Back in April 2016, she opposed the idea of the Coquille Tribe to open a small casino in Oregon, saying that it was important for the state to stick to its decision regarding the number of casinos on its territory. At the time, she explained that using the bowling alley in Medford to offer poker and bingo machines, as the Coquille Tribe wanted to do, could have a negative impact on local communities.
As Ms. Brown shared in a latter at the time, the state should not permit more casinos to be established, as such a step could lead to significant efforts for gambling expansion across the state which could be detrimental for the wider public well-being.
Governor Kate Brown: 'Hold the line' on more casinos in Oregon https://t.co/HV4vyYe9DL
— Yogonet News (@YogonetNews) April 14, 2016
Now, more than two years later, the Governor of Oregon does not seem much bothered by possible casino expansion anymore. Previously, an agreement was reached between the Cow Creek Tribe and Ms. Brown’s administration, with the Indian nation making a contribution of no less than US$115,000 into the Governor’s election campaign. Records say that there could be gambling expansion in Oregon as a kind of a joint venture between the tribe and the state, under the above-mentioned agreement.
Records show that the Cow Creek Tribe has made a number of contributions ranging from US$2,500 to US$10,000 to Ms. Brown’s campaigns since August 2008. These contributions have significantly increased to US$85,000 since Ms. Brown became Governor in 2015. Reportedly, most of the money came in three major contributions amounting to US$25,000 each.

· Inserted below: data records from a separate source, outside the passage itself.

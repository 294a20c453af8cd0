//! Disk-specific error types, converted into [`crate::error::Error`] at the
//! torrent boundary.

use std::fmt;
use std::io;

/// Failure while allocating a torrent's on-disk file.
#[derive(Debug)]
pub enum NewTorrentError {
    /// A torrent with this id is already registered with the disk task.
    AlreadyExists,
    /// The output file couldn't be created or opened.
    Io(io::Error),
}

impl fmt::Display for NewTorrentError {
    fn fmt(&self, f: &mut fmt::Formatter<'_>) -> fmt::Result {
        match self {
            Self::AlreadyExists => write!(f, "torrent already allocated"),
            Self::Io(e) => write!(f, "io error: {}", e),
        }
    }
}

impl std::error::Error for NewTorrentError {
    fn source(&self) -> Option<&(dyn std::error::Error + 'static)> {
        match self {
            Self::Io(e) => Some(e),
            Self::AlreadyExists => None,
        }
    }
}

impl From<io::Error> for NewTorrentError {
    fn from(e: io::Error) -> Self {
        Self::Io(e)
    }
}

/// Failure while writing a block, or a batch of blocks making up a
/// completed piece, to disk.
#[derive(Debug)]
pub enum WriteError {
    /// The piece index named in the write doesn't exist in this torrent.
    InvalidPieceIndex,
    /// The torrent id named in the write doesn't exist in the disk task.
    InvalidTorrentId,
    /// The underlying file write or fsync call failed.
    Io(io::Error),
}

impl fmt::Display for WriteError {
    fn fmt(&self, f: &mut fmt::Formatter<'_>) -> fmt::Result {
        match self {
            Self::InvalidPieceIndex => write!(f, "invalid piece index"),
            Self::InvalidTorrentId => write!(f, "invalid torrent id"),
            Self::Io(e) => write!(f, "io error: {}", e),
        }
    }
}

impl std::error::Error for WriteError {
    fn source(&self) -> Option<&(dyn std::error::Error + 'static)> {
        match self {
            Self::Io(e) => Some(e),
            _ => None,
        }
    }
}

impl From<io::Error> for WriteError {
    fn from(e: io::Error) -> Self {
        Self::Io(e)
    }
}

impl From<nix::Error> for WriteError {
    fn from(e: nix::Error) -> Self {
        Self::Io(io::Error::new(io::ErrorKind::Other, e))
    }
}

Oregon Lottery Considering Possible Gambling Expansion
As revealed by lottery officials, the agreement in question allows state gambling operations to be established in an I-5 truck stop across the highway from Seven Feathers.
As a result, Governor Brown was blamed for being hypocritical. Scott Crowell, a Washington state lawyer specializing in Indian gambling issues, said that there was no logic at all in the Governor saying she was against gambling expansion in Oregon and then promote gambling through the Cow Creek Tribe agreement.
Matthew Shelby, a spokesman for the lottery told The Washington Times that the Oregon Lottery is being engaged with determining whether it was reasonable for the state to offer jackpot games, scratch tickets and keno at a local travel center which has been operated by the Cow Creek Tribe. As explained by Mr. Shelby, the profitability of such a decision is still being explored. Furthermore, the Oregon Lottery’s spokesman revealed that the state is considering a possible partnership with the Cow Creek Tribe to establish a kind of sportsbook joint venture.
The Coquille Tribe has always expressed its astonishment with the actions of the Oregon Governor’s administration. The Coquille Indian Tribal Council’s chair Ms. Brenda Meade shared that the agreement with the Cow Creek Tribe only came as another example of the Governor’s hypocrisy when it comes to tribal gaming, as Ms. Brown has been “preaching” against casino expansion but at the same time her administration has been engaged with activities which would increase the money flow to the Oregon Lottery and the Indian Tribe which the state’s Governor has been blamed to be favoring, turning Indian gambling concerns into political issues.